→ **YOUR OBJECTIVE**:
Taking the listing below, restate word for word each line from the line with "Cryptomatte decode engine." to the line with "of a layer.", ends included, and stop there.

→ **DATA FOR THIS TASK**:
▼▼▼
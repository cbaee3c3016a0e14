use std::path::PathBuf;
use thiserror::Error;

use crate::matte::ManifestCheckReport;

/// The main error type for kriptomatte operations.
#[derive(Debug, Error)]
pub enum CryptomatteError {
    #[error("IO error: {0}")]
    Io(#[from] std::io::Error),

    #[error("Failed to parse manifest JSON from {origin}: {source}")]
    ManifestParse {
        origin: String,
        #[source]
        source: serde_json::Error,
    },

    #[error("Manifest from {origin} is not valid UTF-8: {source}")]
    ManifestUtf8 {
        origin: String,
        #[source]
        source: std::str::Utf8Error,
    },

    #[error("Manifest entry '{name}' has an invalid ID '{value}' (expected up to 8 hex digits)")]
    InvalidManifestId { name: String, value: String },

    #[error("Metadata field '{field}' of layer '{layer}' is not valid UTF-8")]
    MetadataUtf8 { layer: String, field: String },

    #[error("Layer '{layer}' not found in {file}")]
    LayerNotFound { layer: String, file: PathBuf },

    #[error("Channel '{0}' not found in image")]
    MissingChannel(String),

    #[error("Buffer shape mismatch: expected {expected} values, got {actual}")]
    ShapeMismatch { expected: usize, actual: usize },

    #[error("Mask size {actual_width}x{actual_height} does not match {width}x{height}")]
    MaskSizeMismatch {
        width: u32,
        height: u32,
        actual_width: u32,
        actual_height: u32,
    },

    #[error("Label 0 is reserved for background")]
    ReservedLabel,

    #[error("Label {0} does not fit in 24 bits")]
    LabelOverflow(u32),

    #[error("Failed to read OpenEXR file {path}: {source}")]
    Exr {
        path: PathBuf,
        #[source]
        source: exr::error::Error,
    },

    #[error("Image dimension {0} is out of range")]
    DimensionOverflow(usize),

    #[error("Layer name '{layer}' is used by both '{first_id}' and '{second_id}' in {file}")]
    DuplicateLayer {
        layer: String,
        first_id: String,
        second_id: String,
        file: PathBuf,
    },

    #[error("Failed to write image to {path}: {source}")]
    ImageWrite {
        path: PathBuf,
        #[source]
        source: image::ImageError,
    },

    #[error("Manifest check failed with {mismatch_count} mismatched ID(s)")]
    ManifestCheckFailed {
        mismatch_count: usize,
        report: ManifestCheckReport,
    },

    #[error("Failed to write JSON output: {0}")]
    JsonWrite(#[source] serde_json::Error),

    #[error("Unsupported format: {0}")]
    UnsupportedFormat(String),
}
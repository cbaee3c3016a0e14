//! Manifest resolution: object name → [`ObjectId`].
//!
//! A layer's manifest lives either in a sidecar JSON file referenced by the
//! `manif_file` field, or embedded in the `manifest` field. Both hold a JSON
//! object mapping names to hex-encoded ID bits. A missing manifest is not
//! an error (the layer simply has no known objects), but a manifest that
//! is present and unparsable is.

use std::collections::BTreeMap;
use std::fs;
use std::path::{Component, Path, PathBuf};

use tracing::{debug, error, info, warn};

use super::id::ObjectId;
use super::metadata::LayerMetadata;
use crate::error::CryptomatteError;

/// An immutable name → ID mapping for one layer.
///
/// Iteration is in name order.
#[derive(Clone, Debug, Default, PartialEq, Eq)]
pub struct Manifest {
    entries: BTreeMap<String, ObjectId>,
}

impl Manifest {
    /// Converts raw `name → hex` entries into a manifest.
    pub fn from_raw(raw: BTreeMap<String, String>) -> Result<Self, CryptomatteError> {
        let mut entries = BTreeMap::new();
        for (name, hex) in raw {
            let id = ObjectId::from_hex(&hex).ok_or_else(|| CryptomatteError::InvalidManifestId {
                name: name.clone(),
                value: hex.clone(),
            })?;
            entries.insert(name, id);
        }
        Ok(Self { entries })
    }

    /// Parses manifest JSON text. `origin` describes where it came from for errors.
    pub fn from_json_str(json: &str, origin: &str) -> Result<Self, CryptomatteError> {
        let raw: BTreeMap<String, String> =
            serde_json::from_str(json).map_err(|source| CryptomatteError::ManifestParse {
                origin: origin.to_string(),
                source,
            })?;
        Self::from_raw(raw)
    }

    /// Parses manifest JSON from raw bytes, which must be UTF-8.
    ///
    /// Useful for fuzzing and for embedded manifests delivered as bytes.
    pub fn from_json_slice(bytes: &[u8], origin: &str) -> Result<Self, CryptomatteError> {
        let text = std::str::from_utf8(bytes).map_err(|source| CryptomatteError::ManifestUtf8 {
            origin: origin.to_string(),
            source,
        })?;
        Self::from_json_str(text, origin)
    }

    /// Reads a sidecar manifest file.
    pub fn read_file(path: &Path) -> Result<Self, CryptomatteError> {
        let bytes = fs::read(path)?;
        Self::from_json_slice(&bytes, &path.display().to_string())
    }

    /// Looks up the ID of a named object.
    pub fn get(&self, name: &str) -> Option<ObjectId> {
        self.entries.get(name).copied()
    }

    /// Iterates `(name, id)` pairs in name order.
    pub fn iter(&self) -> impl Iterator<Item = (&str, ObjectId)> {
        self.entries.iter().map(|(name, id)| (name.as_str(), *id))
    }

    /// Iterates object names in sorted order.
    pub fn names(&self) -> impl Iterator<Item = &str> {
        self.entries.keys().map(String::as_str)
    }

    pub fn len(&self) -> usize {
        self.entries.len()
    }

    pub fn is_empty(&self) -> bool {
        self.entries.is_empty()
    }
}

impl FromIterator<(String, ObjectId)> for Manifest {
    fn from_iter<T: IntoIterator<Item = (String, ObjectId)>>(iter: T) -> Self {
        Self {
            entries: iter.into_iter().collect(),
        }
    }
}

/// Resolves a sidecar reference against the directory of the image file.
///
/// References containing a backslash are rejected: sidecar paths must use
/// forward slashes. The joined path is normalized lexically.
pub fn resolve_sidecar_path(image_path: &Path, reference: &str) -> Option<PathBuf> {
    if reference.contains('\\') {
        return None;
    }
    let base = image_path.parent().unwrap_or_else(|| Path::new(""));
    Some(normalize(&base.join(reference)))
}

fn normalize(path: &Path) -> PathBuf {
    let mut out: Vec<Component<'_>> = Vec::new();
    for component in path.components() {
        match component {
            Component::CurDir => {}
            Component::ParentDir => match out.last() {
                Some(Component::Normal(_)) => {
                    out.pop();
                }
                Some(Component::RootDir) | Some(Component::Prefix(_)) => {}
                _ => out.push(component),
            },
            other => out.push(other),
        }
    }
    if out.is_empty() {
        return PathBuf::from(".");
    }
    out.iter().collect()
}

/// Builds the manifest of a layer from its metadata.
///
/// A sidecar file takes precedence over an embedded manifest. A sidecar
/// that cannot be located is logged and the embedded manifest is tried
/// instead. With neither available the manifest is empty.
pub fn resolve_manifest(meta: &LayerMetadata, image_path: &Path) -> Result<Manifest, CryptomatteError> {
    if let Some(reference) = &meta.manifest_file_ref {
        info!("Sidecar manifest detected: {}", reference);
        match resolve_sidecar_path(image_path, reference) {
            Some(full_path) if full_path.is_file() => {
                debug!("Loading sidecar manifest from {}", full_path.display());
                let manifest = Manifest::read_file(&full_path)?;
                debug!("Loaded {} entries from sidecar", manifest.len());
                return Ok(manifest);
            }
            Some(full_path) => {
                error!("Unable to find manifest file: {}", full_path.display());
            }
            None => {
                error!(
                    "Invalid sidecar path '{}' (back-slashes not allowed)",
                    reference
                );
            }
        }
    }

    if let Some(bytes) = &meta.manifest_bytes {
        debug!("Decoding embedded manifest ({} bytes)", bytes.len());
        let origin = format!("embedded manifest of layer '{}'", meta.layer_name());
        let manifest = Manifest::from_json_slice(bytes, &origin)?;
        debug!("Parsed embedded manifest with {} entries", manifest.len());
        return Ok(manifest);
    }

    warn!("No manifest found for layer '{}'", meta.layer_name());
    Ok(Manifest::default())
}
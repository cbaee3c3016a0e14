//! The Cryptomatte decode engine.
//!
//! Everything in this module works on in-memory data: header metadata that
//! an image source has already extracted, and channel buffers it has
//! already read. Nothing here opens or writes files, with the single
//! exception of loading a sidecar manifest that a layer's metadata points
//! at.
//!
//! # Pipeline
//!
//! 1. [`group_header`] splits raw header keys into per-layer [`LayerMetadata`].
//! 2. [`resolve_manifest`] turns that metadata into a name → [`ObjectId`] [`Manifest`].
//! 3. [`identify_channels`] picks the ordered channel names of a layer.
//! 4. [`VisibilityIndex`] records which IDs occur in the [`ChannelStack`].
//! 5. [`compute_mask`] accumulates one object's coverage into a [`Mask`].
//! 6. [`LabelCombiner`] merges masks into a [`LabelMap`].
//! 7. [`colors_for`] turns a label map into an RGB preview.
//!
//! # Example
//!
//! ```
//! use kriptomatte::matte::{compute_mask, hash_name_to_id, ChannelStack};
//!
//! let id = hash_name_to_id("bunny");
//! // One pixel, one rank: ID channel then coverage channel.
//! let stack = ChannelStack::new(1, 1, 2, vec![id.value(), 1.0]).unwrap();
//! let mask = compute_mask(id, &stack);
//! assert_eq!(mask.get(0, 0), 255);
//! ```

mod buffers;
mod channels;
mod check;
mod combine;
mod hash;
mod id;
mod layer;
mod manifest;
mod mask;
mod metadata;
mod palette;
mod visibility;

pub use buffers::{ChannelStack, LabelMap, Mask};
pub use channels::{identify_channels, ChannelLayout, NamingScheme};
pub use check::{check_manifest, CheckIssue, ManifestCheckOptions, ManifestCheckReport};
pub use combine::{
    decode_rgb_to_ids, encode_ids_to_rgb, label_sequential, label_with_keys,
    try_encode_ids_to_rgb, LabelCombiner, LabeledMasks, MAX_PACKED_LABEL,
};
pub use hash::{hash_name_to_id, murmur3_32};
pub use id::{ByteOrder, ObjectId};
pub use layer::{CryptomatteImage, Layer, PixelWindow};
pub use manifest::{resolve_manifest, resolve_sidecar_path, Manifest};
pub use mask::{combine_max, compute_mask, coverage_for_rank};
pub use metadata::{group_header, Header, LayerMetadata, MetaValue, METADATA_PREFIXES};
pub use palette::{colors_for, colors_for_with, generate_colors, CyclingPalette, GoldenRatioPalette};
pub use visibility::{compute_visible_ids, VisibilityIndex};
▲▲▲
→ **RESULT BELOW**:
//! The Cryptomatte decode engine.
//!
//! Everything in this module works on in-memory data: header metadata that
//! an image source has already extracted, and channel buffers it has
//! already read. Nothing here opens or writes files, with the single
//! exception of loading a sidecar manifest that a layer's metadata points
//! at.
//!
//! # Pipeline
//!
//! 1. [`group_header`] splits raw header keys into per-layer [`LayerMetadata`].
//! 2. [`resolve_manifest`] turns that metadata into a name → [`ObjectId`] [`Manifest`].
//! 3. [`identify_channels`] picks the ordered channel names of a layer.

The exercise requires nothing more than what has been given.